少年と出会い

 むかしの話だ。ぼくがまだなにも知らなかったころの話。

 ぼくの住んでいたニューラグーン州はいわゆる逆3角形とも長靴とも形をしているのだが、その南、つま先の部分に小さな2つの島がある。フィルメ諸島という。


 かれの名前はグリルシュタインという。むかしは軍隊で将校として大活躍していたというが、いまではその面影はまったくない。軍からもらう年金で酒を呑みながらその日暮らし。

「あのマヌケを助けたのはオレなんだぜ」

 みたいな武勇伝を皆に語り、皆からは

「はいはい、そうですね」

 と、生暖かい目で見られながら、受け入れられている。そんな男である。

 この男の家には地下室があって、そこには酒樽やら食料庫やらが置いてあるらしい。そして時々そこに忍び込んで盗み食いをする奴がいるのだそうだ。

「まったく困ったもんだぜ!」

 と、彼は言うけれど、本当に困っているようにはとても見えない。むしろ楽しそうな顔をしている。

 ぼくは彼の家に遊びに行ったことはない。行ったことがないどころか、彼の顔を見たこともない。でも噂だけは聞いている。

 彼が酔っぱらうたびに言っているからだ。

「オレ様はこの世にひとりしかいないグリルシュタインっていう名前の人間だがよお! あいつはちげえんだよ! ふたりもいるんだぜ!? 信じられねえ話だよなあ!!」

 彼いわく、双子なのだそうだ。双子の兄弟がいて、そいつがもうひとりのグリルシュタインを名乗っているのだという。

 しかし、いくらなんでもそれはありえないだろうと思う。だってグリルシュタインというのは姓であって名前ではないはずだもの。

 だからきっと嘘だと思う。けど……。もし本当だったとしたらどうなるんだろうか? 2人目のほうはなんと名乗ってるんだろうか? それを知る方法はただひとつ。彼に直接会って聞くことだけだ。

 さて、どうやって確かめたものか……と考えているうちに夜になった。寝ようと思ってベッドに入ったのだが、どうにも眠れないので、ぼくは起き出して、台所でお茶を飲みはじめた。

 するとそこで思わぬ出来事が起きた。

 玄関の鍵を開ける音がして、扉が開かれたのである。こんな時間に誰がきたのかと思ったら……なんとやってきたのは、例の彼であった。

「おうっ!! 誰かいるなー!?」

 彼はそう言って部屋を見回した。

 ぼくは慌てて隠れようとしたが遅かった。すぐに見つかってしまったのだ。しかもなぜか彼は、まるでぼくのことをよく知っているかのように言ったのである。

「お前……確かこの間もここで見かけたような気がするぞ?」

 彼はつかつかと歩み寄ってきて、いきなり腕を掴むと無理矢理引っ張ってきた。ぼくは怖くて仕方なかったけれども抵抗なんてできなかった。されるがままにされて、気がついた時にはもう地下室に連れてこられていたのである。

 そこには確かにたくさんの酒瓶があった。食料もあった。でも人はいなかった。ここには彼とぼくしかいなかったのだ。

 地下室には窓がなかった。灯りといえばランプだけだった。地下室の入り口付近だけが明るい。

「やっぱりだぜ!」

 と、彼は嬉しそうに笑っていた。そして続けてこう聞いたのである。

「お前の名前は何ていうんだ?」

 どう答えたらいいのかわからない質問だったので黙っていると、突然頭を殴られた。すごく痛かった。そしてまた殴ろうとして振り上げた手を彼は止めた。

「まあいいぜ……」

 そしてポケットから煙草を取り出して吸いはじめた。そしてふっと煙を吐き出すとぼくに向かってこう言ってきた。

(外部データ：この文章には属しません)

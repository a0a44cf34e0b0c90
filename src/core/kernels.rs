//! Kernel set: 28 pure signal functions, indexed by cell id
//!
//! Each kernel maps (cell, global state) to a scalar signal. The token stream
//! is part of the global state. Kernels never mutate anything themselves: the
//! engine applies the kernel's declared effect after the call, so only the
//! three state-writing effects can ever touch `Cell::state`.

use crate::{CELL_COUNT, NUMERIC_PRECISION};
use crate::core::hasher::round_to;
use crate::types::{Cell, GlobalState};

/// Kernel signature
pub type KernelFn = fn(&Cell, &GlobalState) -> f64;

/// What the engine does with a kernel's signal
#[derive(Debug, Clone, Copy, PartialEq, Eq)]
pub enum KernelEffect {
    /// `activation += signal`
    Accumulate,
    /// Neither activation nor state change
    ReadOnly,
    /// Accumulate, then `state = signal`
    Store,
    /// Accumulate, then `state += signal`
    Integrate,
    /// Accumulate, then `state = activation`
    Persist,
}

impl KernelEffect {
    pub fn writes_state(&self) -> bool {
        matches!(self, KernelEffect::Store | KernelEffect::Integrate | KernelEffect::Persist)
    }
}

/// A kernel bound to a cell id
#[derive(Debug, Clone, Copy)]
pub struct Kernel {
    pub key: &'static str,
    pub effect: KernelEffect,
    pub run: KernelFn,
}

const fn kernel(key: &'static str, effect: KernelEffect, run: KernelFn) -> Kernel {
    Kernel { key, effect, run }
}

use KernelEffect::{Accumulate, Integrate, Persist, ReadOnly, Store};

/// The kernel table. Position = cell id = kernel id.
pub static KERNELS: [Kernel; CELL_COUNT] = [
    kernel("tok_sum", Accumulate, k00_tok_sum),
    kernel("tok_mean", Accumulate, k01_tok_mean),
    kernel("tok_var", Accumulate, k02_tok_var),
    kernel("entropy_probe", Accumulate, k03_entropy_probe),
    kernel("glyph_count", Accumulate, k04_glyph_count),
    kernel("embed", Accumulate, k05_embed),
    kernel("position", Accumulate, k06_position),
    kernel("cluster_share", Accumulate, k07_cluster_share),
    kernel("contrast", Accumulate, k08_contrast),
    kernel("recall", ReadOnly, k09_recall),
    kernel("state_watch", Accumulate, k10_state_watch),
    kernel("store", Store, k11_store),
    kernel("infer", Accumulate, k12_infer),
    kernel("deduce", Accumulate, k13_deduce),
    kernel("analogy", Accumulate, k14_analogy),
    kernel("hypothesis", Accumulate, k15_hypothesis),
    kernel("plan", Accumulate, k16_plan),
    kernel("select", Accumulate, k17_select),
    kernel("gate_entropy", ReadOnly, k18_gate_entropy),
    kernel("reward_integrate", Integrate, k19_reward_integrate),
    kernel("gate_weight", ReadOnly, k20_gate_weight),
    kernel("format_width", Accumulate, k21_format_width),
    kernel("persist", Persist, k22_persist),
    kernel("audit", ReadOnly, k23_audit),
    kernel("boot_mark", Accumulate, k24_boot_mark),
    kernel("cluster_sync", Accumulate, k25_cluster_sync),
    kernel("heartbeat", Accumulate, k26_heartbeat),
    kernel("answer_echo", Accumulate, k27_answer_echo),
];

/// Result of executing one kernel
#[derive(Debug, Clone, Copy, PartialEq)]
pub struct Execution {
    pub signal: f64,
    pub state_changed: bool,
}

/// Run the kernel bound to `cell`, apply its effect, and round the results
pub fn execute(cell: &mut Cell, global: &GlobalState) -> Execution {
    let kernel = &KERNELS[cell.id as usize];
    let signal = round_to((kernel.run)(cell, global), NUMERIC_PRECISION);
    let before = cell.state;

    match kernel.effect {
        KernelEffect::ReadOnly => {}
        KernelEffect::Accumulate => cell.activation += signal,
        KernelEffect::Store => {
            cell.activation += signal;
            cell.state = signal;
        }
        KernelEffect::Integrate => {
            cell.activation += signal;
            cell.state += signal;
        }
        KernelEffect::Persist => {
            cell.activation += signal;
            cell.state = cell.activation;
        }
    }

    cell.activation = round_to(cell.activation, NUMERIC_PRECISION);
    cell.state = round_to(cell.state, NUMERIC_PRECISION);
    cell.last_signal = signal;

    Execution {
        signal,
        state_changed: kernel.effect.writes_state() && cell.state != before,
    }
}

// =============================================================================
// KERNELS
// =============================================================================

fn bias(cell: &Cell, g: &GlobalState) -> f64 {
    g.reward_bias + cell.bias
}

fn k00_tok_sum(c: &Cell, g: &GlobalState) -> f64 {
    g.token_sum() + bias(c, g)
}

fn k01_tok_mean(c: &Cell, g: &GlobalState) -> f64 {
    g.token_mean() + bias(c, g)
}

fn k02_tok_var(c: &Cell, g: &GlobalState) -> f64 {
    g.token_variance() + bias(c, g)
}

fn k03_entropy_probe(c: &Cell, g: &GlobalState) -> f64 {
    g.entropy + bias(c, g)
}

fn k04_glyph_count(_c: &Cell, g: &GlobalState) -> f64 {
    let n = g.token_count() as f64;
    n / (n + 1.0)
}

fn k05_embed(c: &Cell, g: &GlobalState) -> f64 {
    g.token_mean() * (1.0 - g.entropy) + bias(c, g)
}

fn k06_position(_c: &Cell, g: &GlobalState) -> f64 {
    (g.tick % 6 + 1) as f64 / 6.0
}

fn k07_cluster_share(_c: &Cell, g: &GlobalState) -> f64 {
    (g.cluster_id as f64 + 1.0) / (g.cluster_count.max(1) as f64 + 1.0)
}

fn k08_contrast(_c: &Cell, g: &GlobalState) -> f64 {
    g.token_variance().sqrt() + (g.entropy - 0.5).abs()
}

fn k09_recall(c: &Cell, _g: &GlobalState) -> f64 {
    0.1 + 0.5 * c.activation / (1.0 + c.activation.abs())
}

fn k10_state_watch(c: &Cell, _g: &GlobalState) -> f64 {
    1.0 / (1.0 + c.activation.abs())
}

fn k11_store(c: &Cell, g: &GlobalState) -> f64 {
    g.token_mean() + bias(c, g)
}

fn k12_infer(c: &Cell, g: &GlobalState) -> f64 {
    (g.token_mean() + g.entropy) / 2.0 + bias(c, g)
}

fn k13_deduce(c: &Cell, g: &GlobalState) -> f64 {
    let n = g.token_count() as f64;
    g.token_mean() * n / (n + 1.0) + bias(c, g)
}

fn k14_analogy(c: &Cell, g: &GlobalState) -> f64 {
    1.0 - (g.entropy - g.token_mean()).abs() + bias(c, g)
}

fn k15_hypothesis(c: &Cell, g: &GlobalState) -> f64 {
    let n = g.token_count() as f64;
    g.token_sum() / (n + 1.0) * g.coherence() + bias(c, g)
}

fn k16_plan(c: &Cell, g: &GlobalState) -> f64 {
    g.token_mean() * g.coherence() + bias(c, g)
}

fn k17_select(c: &Cell, g: &GlobalState) -> f64 {
    c.profile().weight * g.coherence() + bias(c, g)
}

/// Tolerated entropy deviation from 0.5
fn k18_gate_entropy(c: &Cell, g: &GlobalState) -> f64 {
    0.35 + bias(c, g)
}

fn k19_reward_integrate(c: &Cell, g: &GlobalState) -> f64 {
    0.05 + bias(c, g)
}

/// Minimum proposer weight
fn k20_gate_weight(_c: &Cell, g: &GlobalState) -> f64 {
    (g.token_mean() * 0.8).clamp(0.05, 1.0)
}

fn k21_format_width(c: &Cell, g: &GlobalState) -> f64 {
    let n = g.token_count() as f64;
    n / (n + 4.0) + bias(c, g)
}

fn k22_persist(c: &Cell, g: &GlobalState) -> f64 {
    0.1 + bias(c, g)
}

fn k23_audit(_c: &Cell, g: &GlobalState) -> f64 {
    1.0 - g.token_variance()
}

fn k24_boot_mark(_c: &Cell, _g: &GlobalState) -> f64 {
    1.0
}

fn k25_cluster_sync(_c: &Cell, g: &GlobalState) -> f64 {
    (g.cluster_id as f64 + 1.0) / g.cluster_count.max(1) as f64
}

fn k26_heartbeat(_c: &Cell, g: &GlobalState) -> f64 {
    (g.tick % 6 + 1) as f64 / 6.0
}

fn k27_answer_echo(c: &Cell, g: &GlobalState) -> f64 {
    0.5 + bias(c, g)
}

// =============================================================================
// TESTS
// =============================================================================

「ここに来れる人間は限られている。それをお前が知ってしまったんだからしょうがないな」

 彼はぼくの顔を見ながらこう続けた。

「お前がここに来たことは内緒にしておいてやるよ」

 そして今度は笑顔になって、にやっと笑ってくれた。ぼくは何が起こったのかわからなくて呆然としていたけれど、だんだん恐ろしくなってきたのと同時になんだかおかしくなってしまって思わず笑い出してしまった。それにつられて彼もまた大声で笑い始めた。

 それからぼくたちはしばらくの間ふたりだけで笑っていた。……という夢を見たのだった。目が覚めたら朝になっていた。あれはいったいなんだったのだろう……。

 ともかく今度彼に会った時にいろいろ聞こうと思う。でも彼はなかなか会うことができないのだそうだ。なので今はただひたすら待ち続けるだけである。ある日の昼下がりのこと。ぼくが家で勉強をしているとドアベルが鳴った。ぼくはちょっとびっくりしながらも急いで玄関に向かった。

 扉を開ける前に確認した。

 誰が来たのかわかったからだ。その人はもうすぐそこまでやってきている。そして扉の前で立ち止まった。…………

 息を大きく吸う音と吐く音が聞こえてくる。

 少し間をあけてからその人は言った。緊張しているのかいつもより声が低い。

 ぼくも同じくらい緊張しているので何も言わないでおいた。ぼくらはそのまま見つめ合ったまま動かなかったのだが、しばらくしてぼくはその人の名前を呼んであげた。すると向こうはホッとしたように表情を和らげるとようやくぼくに声をかけてくれたのだった。

「こんにちは」

 と言ってくれて、ぼくも

「こんにちは」

 と答えた。そしてふたりで挨拶を交わすことができた。ぼくはうれしくなった。

「上がってもいいかな?」

 とその人が聞いてきたので、もちろんだよと答えようとしたところでハッと思い留まった。

 この前注意されたばかりなのだということを思い出したのである。知らない人を簡単に家に上げてはいけないよ、と言われていた。でもぼくにとってその人のことはとても大切な存在だから問題はないよねと思った。でもやっぱりちゃんと言うことにした。

「ごめんなさい。だめです」

 と言ったところ、相手はとても驚いていたようだ。どうして駄目なのかを説明しなければいけなくなった。しかし説明するとなると難しいので困っていると、その人も察してくれたらしく

「それじゃあ、また今度にしようね」

 と、優しく言ってくれたのである。ぼくも安心したのでうんとうなずいてみせた。そうしてぼくらは別れたのだった。別れ際に、明日なら会えるかもしれないということを告げて。


 さて、次の日の昼過ぎ。ぼくはまたひとりで散歩に出かけた。目的はあの人に会うことである。今日こそはきっと会ってみせるぞ! 意気込んでぼくは歩いた。しかし、残念ながら出会うことはできなかった。しばらく歩き回って疲れたので近くのベンチに座って休んでいると、そこにやってきたおばあさんが

「隣いいかい?」

 と聞いてきた。

「はいどうぞ」

 ぼくは快く返事をした。そしておばあさんと一緒に座り込んだ。すると彼女は急にこんなことを言い出したのである。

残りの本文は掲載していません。